Bringing innovators together

Samsung started 2018 with intention to be an artificial intelligence leader by organizing the Artificial Intelligence (AI) Summit and brought together 300 university students, technical experts and leading academics to explore ways to accelerate AI research and to develop the best commercial applications of AI.

Samsung has Dr. Larry Heck, world-renowned AI and voice recognition leader, on their AI research team. At the summit, Dr. Heck emphasized the need for collaboration within the AI industry so that there would be a higher level of confidence and adoption by consumers and to allow AI to flourish. Samsung announced plans to host more AI-related events as well as the creation of a new AI Research Center dedicated to AI research and development. The research center will bolster Samsung’s expertise in artificial intelligence.

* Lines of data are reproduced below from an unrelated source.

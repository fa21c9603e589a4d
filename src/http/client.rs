//! HTTP client with injected retries and typed client errors.

use std::sync::Arc;

use log::debug;
use reqwest::{Client, Method, RequestBuilder, Response};
use serde::Serialize;
use serde::de::DeserializeOwned;

use super::error::{RequestError, classify};
use super::retry::RetryPolicy;
use super::transport::{ReqwestTransport, RetryingTransport, Transport};

/// HTTP client for a REST API rooted at `api_url`.
///
/// Every request goes through the transport chain fixed at construction time
/// and every response through [`classify`].
#[derive(Clone)]
pub struct HttpClient {
    client: Client,
    transport: Arc<dyn Transport>,
    api_url: String,
}

impl HttpClient {
    /// Creates a client whose requests are retried according to `policy`.
    pub fn new(client: Client, policy: RetryPolicy, api_url: impl Into<String>) -> Self {
        let transport = RetryingTransport::new(ReqwestTransport::new(client.clone()), policy);
        Self::with_transport(client, Arc::new(transport), api_url)
    }

    /// Creates a client that sends through the given transport.
    ///
    /// `client` is only used to build requests.
    pub fn with_transport(
        client: Client,
        transport: Arc<dyn Transport>,
        api_url: impl Into<String>,
    ) -> Self {
        let api_url = api_url.into().trim_end_matches('/').to_string();
        Self {
            client,
            transport,
            api_url,
        }
    }

    pub fn api_url(&self) -> &str {
        &self.api_url
    }

    /// Resolves `path` against the API URL. Absolute URLs are kept as they are.
    pub fn url(&self, path: &str) -> String {
        if path.starts_with("http://") || path.starts_with("https://") {
            return path.to_string();
        }
        format!("{}/{}", self.api_url, path.trim_start_matches('/'))
    }

    /// Starts a request to `path`. Send it with [`send`](Self::send).
    pub fn request(&self, method: Method, path: &str) -> RequestBuilder {
        self.client.request(method, self.url(path))
    }

    /// Sends a request and classifies its outcome.
    #[tracing::instrument(skip(self, builder))]
    pub async fn send(&self, builder: RequestBuilder) -> Result<Response, RequestError> {
        let request = builder.build().map_err(RequestError::Transport)?;
        let method = request.method().clone();

        debug!("{} {}...", method, request.url());

        let response = self
            .transport
            .execute(request)
            .await
            .map_err(RequestError::Transport)?;

        classify(method, response).await
    }

    #[tracing::instrument(skip(self))]
    pub async fn get(&self, path: &str) -> Result<Response, RequestError> {
        self.send(self.request(Method::GET, path)).await
    }

    /// Performs a GET request and deserializes the JSON response.
    #[tracing::instrument(skip(self))]
    pub async fn get_json<T: DeserializeOwned>(&self, path: &str) -> Result<T, RequestError> {
        let response = self.get(path).await?;
        decode_json(response).await
    }

    /// Sends `body` as JSON and deserializes the JSON response.
    #[tracing::instrument(skip(self, body))]
    pub async fn send_json<B, T>(
        &self,
        method: Method,
        path: &str,
        body: &B,
    ) -> Result<T, RequestError>
    where
        B: Serialize + ?Sized,
        T: DeserializeOwned,
    {
        let response = self.send(self.request(method, path).json(body)).await?;
        decode_json(response).await
    }
}

/// Reads the whole body, then parses it.
///
/// A body that cannot be read is a transport failure; only a body that was
/// read but does not parse is a decode failure.
async fn decode_json<T: DeserializeOwned>(response: Response) -> Result<T, RequestError> {
    let body = response.bytes().await.map_err(RequestError::Transport)?;
    serde_json::from_slice(&body).map_err(RequestError::Decode)
}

Bixby: Samsung’s AI Assistant

Bixby, Samsung’s artificial intelligence system designed to make device interaction easier, debuted with the Samsung Galaxy S8. The latest version, 2.0, is a “fundamental leap forward for digital assistants.” Bixby 2.0 allows the AI system to be available on all devices including TVs, refrigerators, washers, smartphones and other connected devices. It’s also open to developers so that it will be more likely to integrate with other products and services.

Bixby is contextually aware and understands natural language to help users interact with increasingly complex devices. Samsung plans to introduce a Bixby speaker to compete with Google Home and Amazon Alexa.